**Supplied records:**
BEGIN

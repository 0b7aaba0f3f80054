// Bounded byte window with typed field extraction

use std::io::Write;

use byteorder::{BigEndian, ByteOrder, LittleEndian};
use uuid::Uuid;

use crate::error::ProbeError;
use crate::source::ByteSource;

/// Bounded, read-only view over a byte range with typed field extraction at
/// arbitrary offsets.
///
/// Every caller computes offsets from header fields that were validated
/// before use, so an out-of-range access is a broken invariant, not a
/// recoverable condition: accessors panic instead of silently truncating.
/// Acquiring the window itself (`load`) can fail and returns a `Result`.
#[derive(Debug, Clone, PartialEq, Eq)]
pub struct ByteCursor {
    data: Vec<u8>,
}

impl ByteCursor {
    pub fn new(data: Vec<u8>) -> Self {
        Self { data }
    }

    /// Read a `length`-byte window at `offset` from `source`. For file
    /// sources the file is opened, read and closed before returning.
    pub fn load(source: &ByteSource, offset: u64, length: usize) -> Result<Self, ProbeError> {
        Ok(Self {
            data: source.read_at(offset, length)?,
        })
    }

    pub fn size(&self) -> usize {
        self.data.len()
    }

    pub fn data(&self) -> &[u8] {
        &self.data
    }

    fn field(&self, offset: usize, length: usize) -> &[u8] {
        let end = offset.checked_add(length);
        assert!(
            end.is_some_and(|end| end <= self.data.len()),
            "cursor read of {} bytes at offset {} beyond window of {}",
            length,
            offset,
            self.data.len()
        );
        &self.data[offset..offset + length]
    }

    pub fn get_u8(&self, offset: usize) -> u8 {
        self.field(offset, 1)[0]
    }

    pub fn get_i8(&self, offset: usize) -> i8 {
        self.field(offset, 1)[0] as i8
    }

    pub fn get_u16_le(&self, offset: usize) -> u16 {
        LittleEndian::read_u16(self.field(offset, 2))
    }

    pub fn get_u16_be(&self, offset: usize) -> u16 {
        BigEndian::read_u16(self.field(offset, 2))
    }

    pub fn get_i16_le(&self, offset: usize) -> i16 {
        LittleEndian::read_i16(self.field(offset, 2))
    }

    pub fn get_i16_be(&self, offset: usize) -> i16 {
        BigEndian::read_i16(self.field(offset, 2))
    }

    pub fn get_u32_le(&self, offset: usize) -> u32 {
        LittleEndian::read_u32(self.field(offset, 4))
    }

    pub fn get_u32_be(&self, offset: usize) -> u32 {
        BigEndian::read_u32(self.field(offset, 4))
    }

    pub fn get_i32_le(&self, offset: usize) -> i32 {
        LittleEndian::read_i32(self.field(offset, 4))
    }

    pub fn get_i32_be(&self, offset: usize) -> i32 {
        BigEndian::read_i32(self.field(offset, 4))
    }

    pub fn get_u64_le(&self, offset: usize) -> u64 {
        LittleEndian::read_u64(self.field(offset, 8))
    }

    pub fn get_u64_be(&self, offset: usize) -> u64 {
        BigEndian::read_u64(self.field(offset, 8))
    }

    pub fn get_i64_le(&self, offset: usize) -> i64 {
        LittleEndian::read_i64(self.field(offset, 8))
    }

    pub fn get_i64_be(&self, offset: usize) -> i64 {
        BigEndian::read_i64(self.field(offset, 8))
    }

    /// Fixed-length byte string at `offset`.
    pub fn get_bytes(&self, offset: usize, length: usize) -> &[u8] {
        self.field(offset, length)
    }

    /// UTF-16LE string of `units` code units at `offset`. Invalid surrogate
    /// sequences are replaced rather than rejected.
    pub fn get_utf16_le(&self, offset: usize, units: usize) -> String {
        let raw = self.field(offset, units * 2);
        let units: Vec<u16> = raw
            .chunks_exact(2)
            .map(|pair| u16::from_le_bytes([pair[0], pair[1]]))
            .collect();
        String::from_utf16_lossy(&units)
    }

    /// 16-byte GUID in on-disk little-endian ("mixed") byte order.
    pub fn get_uuid_le(&self, offset: usize) -> Uuid {
        let mut bytes = [0u8; 16];
        bytes.copy_from_slice(self.field(offset, 16));
        Uuid::from_bytes_le(bytes)
    }

    /// 16-byte UUID in big-endian (RFC 4122) byte order.
    pub fn get_uuid_be(&self, offset: usize) -> Uuid {
        let mut bytes = [0u8; 16];
        bytes.copy_from_slice(self.field(offset, 16));
        Uuid::from_bytes(bytes)
    }

    /// Sub-window copy of `length` bytes at `offset`.
    pub fn chunk(&self, offset: usize, length: usize) -> ByteCursor {
        ByteCursor::new(self.field(offset, length).to_vec())
    }

    /// Write a sub-range of the window to `sink`.
    pub fn export<W: Write>(
        &self,
        offset: usize,
        length: usize,
        sink: &mut W,
    ) -> Result<(), ProbeError> {
        sink.write_all(self.field(offset, length))?;
        Ok(())
    }
}

#[cfg(test)]
mod tests {
    use super::*;

    fn sample() -> ByteCursor {
        ByteCursor::new(vec![
            0x01, 0x02, 0x03, 0x04, 0x05, 0x06, 0x07, 0x08, 0xFF, 0xFE, 0x41, 0x00, 0x42, 0x00,
            0x00, 0x00,
        ])
    }

    #[test]
    fn integer_reads_in_both_endiannesses() {
        let cursor = sample();
        assert_eq!(cursor.get_u8(0), 0x01);
        assert_eq!(cursor.get_u16_le(0), 0x0201);
        assert_eq!(cursor.get_u16_be(0), 0x0102);
        assert_eq!(cursor.get_u32_le(0), 0x0403_0201);
        assert_eq!(cursor.get_u32_be(0), 0x0102_0304);
        assert_eq!(cursor.get_u64_le(0), 0x0807_0605_0403_0201);
        assert_eq!(cursor.get_i8(8), -1);
        assert_eq!(cursor.get_i16_le(8), -257);
    }

    #[test]
    fn signed_byte_reads_match_twos_complement() {
        let cursor = ByteCursor::new(vec![0xF6]);
        assert_eq!(cursor.get_i8(0), -10);
    }

    #[test]
    fn utf16_and_byte_strings() {
        let cursor = sample();
        assert_eq!(cursor.get_bytes(10, 2), &[0x41, 0x00]);
        assert_eq!(cursor.get_utf16_le(10, 2), "AB");
    }

    #[test]
    fn uuid_byte_orders_differ() {
        let text = "EBD0A0A2-B9E5-4433-87C0-68B6B72699C7";
        let expected = Uuid::parse_str(text).unwrap();
        let cursor = ByteCursor::new(expected.to_bytes_le().to_vec());
        assert_eq!(cursor.get_uuid_le(0), expected);
        assert_ne!(cursor.get_uuid_be(0), expected);

        let cursor = ByteCursor::new(expected.into_bytes().to_vec());
        assert_eq!(cursor.get_uuid_be(0), expected);
    }

    #[test]
    fn chunk_is_an_independent_window() {
        let cursor = sample();
        let chunk = cursor.chunk(4, 4);
        assert_eq!(chunk.size(), 4);
        assert_eq!(chunk.get_u32_le(0), 0x0807_0605);
    }

    #[test]
    fn export_writes_subrange_to_sink() {
        let cursor = sample();
        let mut sink = Vec::new();
        cursor.export(2, 4, &mut sink).unwrap();
        assert_eq!(sink, vec![0x03, 0x04, 0x05, 0x06]);
    }

    #[test]
    fn load_from_source_window() {
        let source = ByteSource::buffer((0u8..32).collect());
        let cursor = ByteCursor::load(&source, 8, 4).unwrap();
        assert_eq!(cursor.data(), &[8, 9, 10, 11]);
    }

    #[test]
    #[should_panic(expected = "beyond window")]
    fn out_of_range_read_panics() {
        sample().get_u32_le(14);
    }
}
//! NTFS metadata decoding: boot sector, MFT table, records and attributes.

pub mod attributes;
pub mod boot_sector;
pub mod mft;
pub mod mft_entry;
pub mod volume;

use log::trace;
use uuid::{uuid, Uuid};

use diskprobe_core::{ByteSource, FilesystemPlugin, ProbeError, Volume};

pub use attributes::{AttrPayload, MftAttrHeader, MftAttribute};
pub use boot_sector::{BootSector, Bpb};
pub use mft::MftTable;
pub use mft_entry::MftEntry;
pub use volume::NtfsVolume;

use boot_sector::{NTFS_OEM_ID, OEM_ID_OFFSET};

/// MBR partition type byte for NTFS.
pub const NTFS_MBR_TYPE: u8 = 0x07;

/// GPT type GUID for Microsoft basic data partitions.
pub const MS_BASIC_DATA_GUID: Uuid = uuid!("EBD0A0A2-B9E5-4433-87C0-68B6B72699C7");

/// Detection plugin for NTFS partitions.
pub struct NtfsPlugin;

impl FilesystemPlugin for NtfsPlugin {
    fn name(&self) -> &'static str {
        "ntfs"
    }

    fn mbr_identifiers(&self) -> Vec<u8> {
        vec![NTFS_MBR_TYPE]
    }

    fn gpt_identifiers(&self) -> Vec<Uuid> {
        vec![MS_BASIC_DATA_GUID]
    }

    /// Byte-level check: the OEM id at partition offset 3 must read
    /// `NTFS    `. Basic data GUIDs cover FAT volumes too, so the type
    /// identifier alone is not trusted.
    fn detect(&self, source: &ByteSource, offset: u64) -> Result<bool, ProbeError> {
        let oem = source.read_at(offset + OEM_ID_OFFSET as u64, NTFS_OEM_ID.len())?;
        trace!("NTFS probe at {offset:#x}: OEM id {oem:02X?}");
        Ok(oem == NTFS_OEM_ID)
    }

    fn volume(&self) -> Box<dyn Volume> {
        Box::new(NtfsVolume::new())
    }
}
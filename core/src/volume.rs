// Volume abstraction shared by all filesystem plugins

use std::fmt;

use humansize::{format_size, BINARY};
use serde::Serialize;
use uuid::Uuid;

use crate::error::ProbeError;
use crate::source::ByteSource;

/// Raw partition-type identifier exactly as found in the partition table.
#[derive(Debug, Clone, Copy, PartialEq, Eq, Serialize)]
pub enum PartitionTypeId {
    Mbr(u8),
    Gpt(Uuid),
}

impl fmt::Display for PartitionTypeId {
    fn fmt(&self, f: &mut fmt::Formatter<'_>) -> fmt::Result {
        match self {
            PartitionTypeId::Mbr(type_byte) => write!(f, "{type_byte:#04x}"),
            PartitionTypeId::Gpt(guid) => write!(f, "{guid}"),
        }
    }
}

/// A filesystem volume decoded from a partition.
///
/// Plugins hand out unloaded volume objects; the caller invokes `load` with
/// the source and the partition's byte offset, then reads the accessors.
pub trait Volume {
    /// Load volume metadata from `source` starting at byte `offset`.
    fn load(&mut self, source: &ByteSource, offset: u64) -> Result<(), ProbeError>;

    /// Short filesystem kind tag, e.g. "ntfs" or "unknown".
    fn kind(&self) -> &'static str;

    /// Byte offset of the volume from the start of the source.
    fn offset(&self) -> u64;

    /// Volume size in bytes as reported by the volume's own metadata.
    fn size(&self) -> u64;

    /// One-line human-readable summary.
    fn description(&self) -> String;
}

/// Placeholder for a partition no plugin claimed.
///
/// Carrying the offset, raw type id and byte length keeps a scan of a
/// partially-understood disk complete instead of dropping entries.
#[derive(Debug, Clone, Serialize)]
pub struct UnknownVolume {
    pub offset: u64,
    pub type_id: PartitionTypeId,
    pub size: u64,
}

impl UnknownVolume {
    pub fn new(offset: u64, type_id: PartitionTypeId, size: u64) -> Self {
        Self {
            offset,
            type_id,
            size,
        }
    }
}

impl Volume for UnknownVolume {
    fn load(&mut self, _source: &ByteSource, offset: u64) -> Result<(), ProbeError> {
        self.offset = offset;
        Ok(())
    }

    fn kind(&self) -> &'static str {
        "unknown"
    }

    fn offset(&self) -> u64 {
        self.offset
    }

    fn size(&self) -> u64 {
        self.size
    }

    fn description(&self) -> String {
        self.to_string()
    }
}

impl fmt::Display for UnknownVolume {
    fn fmt(&self, f: &mut fmt::Formatter<'_>) -> fmt::Result {
        write!(
            f,
            "Type: Unknown ({}), Offset: {:#X}, Size: {}",
            self.type_id,
            self.offset,
            format_size(self.size, BINARY)
        )
    }
}

#[cfg(test)]
mod tests {
    use super::*;

    #[test]
    fn unknown_volume_reports_raw_type_id() {
        let volume = UnknownVolume::new(0x10000, PartitionTypeId::Mbr(0x42), 4 * 1024 * 1024);
        let text = volume.to_string();
        assert!(text.contains("0x42"), "{text}");
        assert!(text.contains("4 MiB"), "{text}");
        assert_eq!(volume.kind(), "unknown");
    }

    #[test]
    fn type_id_display_forms() {
        assert_eq!(PartitionTypeId::Mbr(0x07).to_string(), "0x07");
        let guid = Uuid::parse_str("EBD0A0A2-B9E5-4433-87C0-68B6B72699C7").unwrap();
        assert_eq!(
            PartitionTypeId::Gpt(guid).to_string(),
            "ebd0a0a2-b9e5-4433-87c0-68b6b72699c7"
        );
    }
}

END

**Try it:** Retype word for word everything in the listing above from the line that holds "pub fn get_i32_be(&self, offset: usize)" down to the line that holds "rather than rejected.". Keep both end lines and leave out the rest.

**Task solution:**
    pub fn get_i32_be(&self, offset: usize) -> i32 {
        BigEndian::read_i32(self.field(offset, 4))
    }

    pub fn get_u64_le(&self, offset: usize) -> u64 {
        LittleEndian::read_u64(self.field(offset, 8))
    }

    pub fn get_u64_be(&self, offset: usize) -> u64 {
        BigEndian::read_u64(self.field(offset, 8))
    }

    pub fn get_i64_le(&self, offset: usize) -> i64 {
        LittleEndian::read_i64(self.field(offset, 8))
    }

    pub fn get_i64_be(&self, offset: usize) -> i64 {
        BigEndian::read_i64(self.field(offset, 8))
    }

    /// Fixed-length byte string at `offset`.
    pub fn get_bytes(&self, offset: usize, length: usize) -> &[u8] {
        self.field(offset, length)
    }

    /// UTF-16LE string of `units` code units at `offset`. Invalid surrogate
    /// sequences are replaced rather than rejected.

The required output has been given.